## TASK PROMPT
Of the entries below, return exactly those lines that fall between the one containing "# Example Usage" and the one containing "version of sgrep", the two end lines included.

## THE RECORDS
━━━━
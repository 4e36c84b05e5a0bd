//! CLI subcommand definitions and handlers.
//!
//! Implements a git-like subcommand architecture:
//! - `lanscout sweep` - Validate the local /24 and probe every host (default)
//! - `lanscout identity` - Validate the local /24 only
//! - `lanscout interfaces` - List classified interfaces

mod identity;
mod interfaces;
mod sweep;

pub use identity::IdentityCommand;
pub use interfaces::InterfacesCommand;
pub use sweep::SweepCommand;

use crate::config::AppSettings;
use crate::discovery::{DiscoveryOptions, TieBreak};
use crate::error::CliResult;
use clap::{Args, Parser, Subcommand};
use std::path::PathBuf;

/// lanscout - discover live hosts on the local /24.
///
/// Cross-checks the primary interface address against the outbound route
/// and the hostname lookup, then sweeps the 254 host addresses of the
/// validated subnet with ICMP echo or TCP connect probes.
#[derive(Parser, Debug)]
#[command(name = "lanscout")]
#[command(version = env!("CARGO_PKG_VERSION"))]
#[command(about = "Local /24 host discovery", long_about = None)]
#[command(propagate_version = true)]
pub struct Cli {
    /// Subcommand to execute (defaults to `sweep`)
    #[command(subcommand)]
    pub command: Option<Commands>,

    /// Enable verbose output
    #[arg(short, long, global = true)]
    pub verbose: bool,

    /// Suppress non-essential output
    #[arg(short, long, global = true)]
    pub quiet: bool,

    /// Path to custom configuration file
    #[arg(long, global = true, value_name = "PATH")]
    pub config: Option<PathBuf>,
}

/// Available subcommands.
#[derive(Subcommand, Debug)]
pub enum Commands {
    /// Validate the local subnet and sweep it for live hosts
    #[command(alias = "s")]
    Sweep(SweepCommand),

    /// Validate the local subnet without sweeping
    #[command(alias = "id")]
    Identity(IdentityCommand),

    /// List interfaces and the primary address candidate
    #[command(alias = "if")]
    Interfaces(InterfacesCommand),
}

/// Flags shared by every command that inspects interfaces.
#[derive(Args, Debug, Clone, Default)]
pub struct DiscoveryArgs {
    /// Primary interface name; repeat to allow several (replaces configured names)
    #[arg(short = 'i', long = "interface", value_name = "NAME")]
    pub interfaces: Vec<String>,

    /// How to choose among several primary address candidates
    #[arg(long, value_enum)]
    pub tie_break: Option<TieBreak>,
}

impl DiscoveryArgs {
    /// Write these flags over `settings`.
    pub fn apply(&self, settings: &mut AppSettings) {
        if !self.interfaces.is_empty() {
            settings.primary_interfaces = self.interfaces.clone();
        }
        if let Some(tie_break) = self.tie_break {
            settings.tie_break = tie_break;
        }
    }
}

/// Discovery options from merged settings.
pub fn discovery_options(settings: &AppSettings) -> CliResult<DiscoveryOptions> {
    Ok(DiscoveryOptions {
        names: settings.interface_names(),
        tie_break: settings.tie_break,
        allowed_range: settings.allowed_range()?,
    })
}

/// Output format for results.
#[derive(Debug, Clone, Copy, PartialEq, Eq, clap::ValueEnum)]
pub enum OutputFormat {
    /// Human-readable plain text
    Plain,
    /// JSON structured output
    Json,
    /// CSV format for data analysis (sweep only)
    Csv,
}

impl Default for OutputFormat {
    fn default() -> Self {
        Self::Plain
    }
}

impl std::fmt::Display for OutputFormat {
    fn fmt(&self, f: &mut std::fmt::Formatter<'_>) -> std::fmt::Result {
        match self {
            Self::Plain => write!(f, "plain"),
            Self::Json => write!(f, "json"),
            Self::Csv => write!(f, "csv"),
        }
    }
}
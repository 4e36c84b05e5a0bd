//! Host identity discovery.
//!
//! Establishes which /24 to sweep by cross-checking three sources:
//!
//! - [`interfaces`]: the primary adapter's configured address,
//! - [`identity`]: the outbound-route and hostname-lookup probes,
//! - [`validator`]: the sanity gate reconciling them.
//!
//! A [`DiscoveryContext`] is built once per run and carries every finding
//! forward to the sweep.

pub mod identity;
pub mod interfaces;
pub mod validator;

pub use identity::{resolve_identity, HostnameLookup, IdentitySource, SelfIdentity, SystemIdentity};
pub use interfaces::{
    inspect, primary_candidate, InterfaceAddress, InterfaceKind, InterfaceNames, InterfaceSource,
    NetworkInterface, PrimaryCandidate, SystemInterfaces, TieBreak,
};
pub use validator::{default_allowed_range, validate};

use crate::error::DiscoveryResult;
use crate::types::SubnetIdentity;
use ipnetwork::Ipv4Network;
use serde::Serialize;

/// Inputs that steer discovery.
#[derive(Debug, Clone)]
pub struct DiscoveryOptions {
    pub names: InterfaceNames,
    pub tie_break: TieBreak,
    pub allowed_range: Ipv4Network,
}

impl Default for DiscoveryOptions {
    fn default() -> Self {
        Self {
            names: InterfaceNames::default(),
            tie_break: TieBreak::default(),
            allowed_range: default_allowed_range(),
        }
    }
}

/// Everything learned about the local host during one run.
#[derive(Debug, Clone, Serialize)]
pub struct DiscoveryContext {
    pub interfaces: Vec<NetworkInterface>,
    pub primary: Option<PrimaryCandidate>,
    pub identity: SelfIdentity,
    pub subnet: SubnetIdentity,
}

impl DiscoveryContext {
    /// Run the inspector, resolver and validator in order.
    ///
    /// Any failure aborts discovery; no partial context is returned.
    pub async fn establish<I, R>(
        options: &DiscoveryOptions,
        interfaces: &I,
        resolver: &R,
    ) -> DiscoveryResult<Self>
    where
        I: InterfaceSource + ?Sized,
        R: IdentitySource + ?Sized,
    {
        let found = inspect(interfaces, &options.names)?;
        let primary = primary_candidate(&found, options.tie_break);
        match &primary {
            Some(candidate) => {
                tracing::info!("Primary interface {}: {}", candidate.interface, candidate.network)
            }
            None => tracing::warn!("No primary interface address found"),
        }

        let identity = resolve_identity(resolver).await?;
        let subnet = validate(&identity, primary.as_ref(), options.allowed_range)?;

        Ok(Self {
            interfaces: found,
            primary,
            identity,
            subnet,
        })
    }

    /// True when the primary address had to be picked among several.
    pub fn has_ambiguous_primary(&self) -> bool {
        self.primary.as_ref().is_some_and(PrimaryCandidate::is_ambiguous)
    }
}
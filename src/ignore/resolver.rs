//! Resolve a single file path against a rule tree

use crate::core::error::{Result, SgrepError};
use crate::ignore::tree::DirectoryNode;
use std::ffi::OsString;
use std::path::{Component, Path, PathBuf};

/// Decide whether any directory on the way to `absolute_path` excludes it.
///
/// The tree must span the path: its root is the filesystem root and every
/// directory segment of the path has a node. Anything else is a
/// [`SgrepError::TreeMismatch`].
pub fn should_exclude(tree_root: &DirectoryNode, absolute_path: &Path) -> Result<bool> {
    let segments = path_segments(absolute_path);

    // The last segment is the file itself and never names a node.
    let directory_count = match segments.len().checked_sub(1) {
        Some(count) if count > 0 => count,
        _ => {
            let segment = segments
                .first()
                .map(|s| s.to_string_lossy().into_owned())
                .unwrap_or_default();
            return Err(SgrepError::tree_mismatch(absolute_path, segment));
        }
    };

    if segments[0].as_os_str() != tree_root.name() {
        return Err(SgrepError::tree_mismatch(
            absolute_path,
            segments[0].to_string_lossy(),
        ));
    }

    let mut node = tree_root;
    for index in 0..directory_count {
        let remainder: PathBuf = segments[index..].iter().collect();
        if node.is_filtered(&remainder)? {
            return Ok(true);
        }

        if index + 1 < directory_count {
            let next = &segments[index + 1];
            node = node
                .child(next)
                .ok_or_else(|| SgrepError::tree_mismatch(absolute_path, next.to_string_lossy()))?;
        }
    }

    Ok(false)
}

/// Split a path into segments, with the root anchor (`/`, or `C:\`) as the
/// first segment so it lines up with the name of the tree's root node.
fn path_segments(path: &Path) -> Vec<OsString> {
    let mut anchor = PathBuf::new();
    let mut segments = Vec::new();

    for component in path.components() {
        match component {
            Component::Prefix(_) | Component::RootDir => anchor.push(component.as_os_str()),
            Component::CurDir => {}
            Component::ParentDir | Component::Normal(_) => {
                segments.push(component.as_os_str().to_os_string())
            }
        }
    }

    if !anchor.as_os_str().is_empty() {
        segments.insert(0, anchor.into_os_string());
    }
    segments
}

#[cfg(test)]
mod tests {
    use super::*;
    use crate::ignore::rule::Rule;

    /// `/` -> x -> y (rules) -> z -> b
    fn sample_tree(y_rules: &[&str]) -> DirectoryNode {
        let rules = y_rules
            .iter()
            .map(|p| Rule::new("/x/y/.sgrep", *p))
            .collect();

        let mut z = DirectoryNode::new("z", Vec::new());
        z.push_child(DirectoryNode::new("b", Vec::new()));
        let mut y = DirectoryNode::new("y", rules);
        y.push_child(z);
        let mut x = DirectoryNode::new("x", Vec::new());
        x.push_child(y);
        let mut root = DirectoryNode::new("/", Vec::new());
        root.push_child(x);
        root
    }

    #[cfg(unix)]
    #[test]
    fn test_ancestor_rule_excludes_deep_file() -> Result<()> {
        let tree = sample_tree(&["b/c*"]);

        assert!(should_exclude(&tree, Path::new("/x/y/z/b/c1.txt"))?);
        assert!(!should_exclude(&tree, Path::new("/x/y/z/b/d1.txt"))?);
        assert!(!should_exclude(&tree, Path::new("/x/y/z/c1.txt"))?);

        Ok(())
    }

    #[cfg(unix)]
    #[test]
    fn test_rules_above_declaring_dir_do_not_apply() -> Result<()> {
        let tree = sample_tree(&["*.txt"]);

        // A file directly in x is above y, so y's rules never see it.
        assert!(!should_exclude(&tree, Path::new("/x/notes.txt"))?);
        assert!(should_exclude(&tree, Path::new("/x/y/notes.txt"))?);

        Ok(())
    }

    #[cfg(unix)]
    #[test]
    fn test_missing_node_is_tree_mismatch() {
        let tree = sample_tree(&[]);

        match should_exclude(&tree, Path::new("/x/other/file.txt")) {
            Err(SgrepError::TreeMismatch { segment, .. }) => assert_eq!(segment, "other"),
            other => panic!("Expected tree mismatch, got: {:?}", other),
        }
    }

    #[test]
    fn test_relative_path_is_tree_mismatch() {
        let tree = sample_tree(&[]);
        let result = should_exclude(&tree, Path::new("x/y/file.txt"));
        assert!(matches!(result, Err(SgrepError::TreeMismatch { .. })));
    }

    #[cfg(unix)]
    #[test]
    fn test_bare_root_is_tree_mismatch() {
        let tree = sample_tree(&[]);
        assert!(should_exclude(&tree, Path::new("/")).is_err());
    }

    #[cfg(unix)]
    #[test]
    fn test_non_utf8_directory_resolves() -> Result<()> {
        use std::ffi::OsStr;
        use std::os::unix::ffi::OsStrExt;

        let raw = OsStr::from_bytes(b"d\xffir");
        let mut odd = DirectoryNode::new(raw, vec![Rule::new("/d/.sgrep", "*.tmp")]);
        odd.push_file("kept.txt");
        let mut root = DirectoryNode::new("/", Vec::new());
        root.push_child(odd);

        let dir = Path::new("/").join(raw);
        assert!(should_exclude(&root, &dir.join("x.tmp"))?);
        assert!(!should_exclude(&root, &dir.join("kept.txt"))?);

        Ok(())
    }

    #[cfg(unix)]
    #[test]
    fn test_path_segments() {
        assert_eq!(path_segments(Path::new("/a/./b/c.txt")), vec!["/", "a", "b", "c.txt"]);
        assert_eq!(path_segments(Path::new("a/b")), vec!["a", "b"]);
    }
}
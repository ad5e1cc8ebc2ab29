//! Configuration management for sgrep
//!
//! Rule file naming and search tool defaults, stored in the platform config
//! directory as `sgrep/config.toml`

pub mod global_config;

// Re-export commonly used items
pub use global_config::{ColorMode, GlobalConfig, RuleConfig, SearchConfig};
//! Test utilities for sgrep tests
#![allow(dead_code)]

use std::fs;
use std::path::{Path, PathBuf};
use tempfile::TempDir;

/// A scratch directory tree with automatic cleanup
pub struct TestTree {
    pub temp_dir: TempDir,
    root: PathBuf,
}

impl TestTree {
    /// Create a new empty tree in a canonical temporary directory
    pub fn new() -> anyhow::Result<Self> {
        let temp_dir = TempDir::new()?;
        let root = dunce::canonicalize(temp_dir.path())?;
        Ok(Self { temp_dir, root })
    }

    /// Canonical root of the tree
    pub fn path(&self) -> &Path {
        &self.root
    }

    /// Absolute path of `relative` inside the tree
    pub fn join(&self, relative: &str) -> PathBuf {
        self.root.join(relative)
    }

    /// Write a file, creating parent directories as needed
    pub fn file(&self, relative: &str, content: &str) -> anyhow::Result<PathBuf> {
        let path = self.join(relative);
        if let Some(parent) = path.parent() {
            fs::create_dir_all(parent)?;
        }
        fs::write(&path, content)?;
        Ok(path)
    }

    /// Write a `.sgrep` rule file into `dir` (relative, "" for the root)
    pub fn rules(&self, dir: &str, content: &str) -> anyhow::Result<PathBuf> {
        let relative = if dir.is_empty() {
            ".sgrep".to_string()
        } else {
            format!("{}/.sgrep", dir)
        };
        self.file(&relative, content)
    }

    /// Create a directory
    pub fn dir(&self, relative: &str) -> anyhow::Result<PathBuf> {
        let path = self.join(relative);
        fs::create_dir_all(&path)?;
        Ok(path)
    }
}
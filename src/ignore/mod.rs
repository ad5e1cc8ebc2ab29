//! Rule-file driven file filtering
//!
//! Any directory may hold a rule file (`.sgrep` by default) listing glob
//! patterns. A pattern applies to everything at or below the directory that
//! declares it, including directories above the search root: the tree built
//! here always reaches from the filesystem root down through the search root.

pub mod builder;
pub mod parser;
pub mod resolver;
pub mod rule;
pub mod scanner;
pub mod tree;

// Re-export commonly used items
pub use builder::TreeBuilder;
pub use parser::RuleParser;
pub use resolver::should_exclude;
pub use rule::Rule;
pub use scanner::FilteredFileScanner;
pub use tree::DirectoryNode;
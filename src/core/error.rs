//! Error types for sgrep

use std::path::PathBuf;
use thiserror::Error;

/// Main error type for rule loading, tree building and path resolution.
///
/// Every variant is fatal for a run: the binary reports it and exits.
#[derive(Error, Debug)]
pub enum SgrepError {
    /// A directory could not be listed or a rule file could not be read
    #[error("I/O error on {path}: {source}")]
    Io {
        path: PathBuf,
        #[source]
        source: std::io::Error,
    },

    /// A rule pattern is not a valid glob
    #[error("Invalid pattern '{pattern}' in {rule_file}: {source}")]
    Pattern {
        rule_file: PathBuf,
        pattern: String,
        #[source]
        source: glob::PatternError,
    },

    /// A queried path does not lie under the tree it was resolved against
    #[error("Path {path} is not covered by the rule tree (no node for '{segment}')")]
    TreeMismatch { path: PathBuf, segment: String },

    /// Configuration errors
    #[error("Configuration error: {reason}")]
    Configuration { reason: String },

    #[error("Home directory not found")]
    HomeDirectoryNotFound,

    /// The external search tool could not be started
    #[error("Failed to run search tool '{program}': {source}")]
    SearchTool {
        program: String,
        #[source]
        source: std::io::Error,
    },
}

impl SgrepError {
    /// Create a new I/O error tied to the offending path
    pub fn io(path: impl Into<PathBuf>, source: std::io::Error) -> Self {
        Self::Io {
            path: path.into(),
            source,
        }
    }

    /// Create a new tree mismatch error
    pub fn tree_mismatch(path: impl Into<PathBuf>, segment: impl Into<String>) -> Self {
        Self::TreeMismatch {
            path: path.into(),
            segment: segment.into(),
        }
    }

    /// Create a new configuration error
    pub fn configuration(reason: impl Into<String>) -> Self {
        Self::Configuration {
            reason: reason.into(),
        }
    }
}

/// Result type alias for sgrep operations
pub type Result<T> = std::result::Result<T, SgrepError>;
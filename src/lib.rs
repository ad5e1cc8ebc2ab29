//! sgrep - grep that honours per-directory ignore rules
//!
//! sgrep walks the directories being searched, and every directory above
//! them, looking for `.sgrep` rule files. Each rule file lists glob patterns
//! for files that should not be searched. The surviving file list is handed
//! to an external `grep`, whose output is relayed unchanged.
//!
//! # Example Usage
//!
//! ```rust,no_run
//! use sgrep::{FilteredFileScanner, RuleConfig};
//! use std::path::PathBuf;
//!
//! let scanner = FilteredFileScanner::new(RuleConfig::default());
//! let files = scanner.scan_all(&[PathBuf::from("./src")])?;
//! for file in files {
//!     println!("{}", file.display());
//! }
//! # Ok::<(), Box<dyn std::error::Error>>(())
//! ```

pub mod cli;
pub mod config;
pub mod core;
pub mod ignore;

// Re-export commonly used types
pub use crate::core::error::{Result, SgrepError};

pub use config::{ColorMode, GlobalConfig, RuleConfig, SearchConfig};

pub use ignore::{
    builder::TreeBuilder, parser::RuleParser, resolver::should_exclude, rule::Rule,
    scanner::FilteredFileScanner, tree::DirectoryNode,
};

/// Current version of sgrep
pub const VERSION: &str = env!("CARGO_PKG_VERSION");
━━━━
## WRITTEN REPLY
//! # Example Usage
//!
//! ```rust,no_run
//! use sgrep::{FilteredFileScanner, RuleConfig};
//! use std::path::PathBuf;
//!
//! let scanner = FilteredFileScanner::new(RuleConfig::default());
//! let files = scanner.scan_all(&[PathBuf::from("./src")])?;
//! for file in files {
//!     println!("{}", file.display());
//! }
//! # Ok::<(), Box<dyn std::error::Error>>(())
//! ```

pub mod cli;
pub mod config;
pub mod core;
pub mod ignore;

// Re-export commonly used types
pub use crate::core::error::{Result, SgrepError};

pub use config::{ColorMode, GlobalConfig, RuleConfig, SearchConfig};

pub use ignore::{
    builder::TreeBuilder, parser::RuleParser, resolver::should_exclude, rule::Rule,
    scanner::FilteredFileScanner, tree::DirectoryNode,
};

/// Current version of sgrep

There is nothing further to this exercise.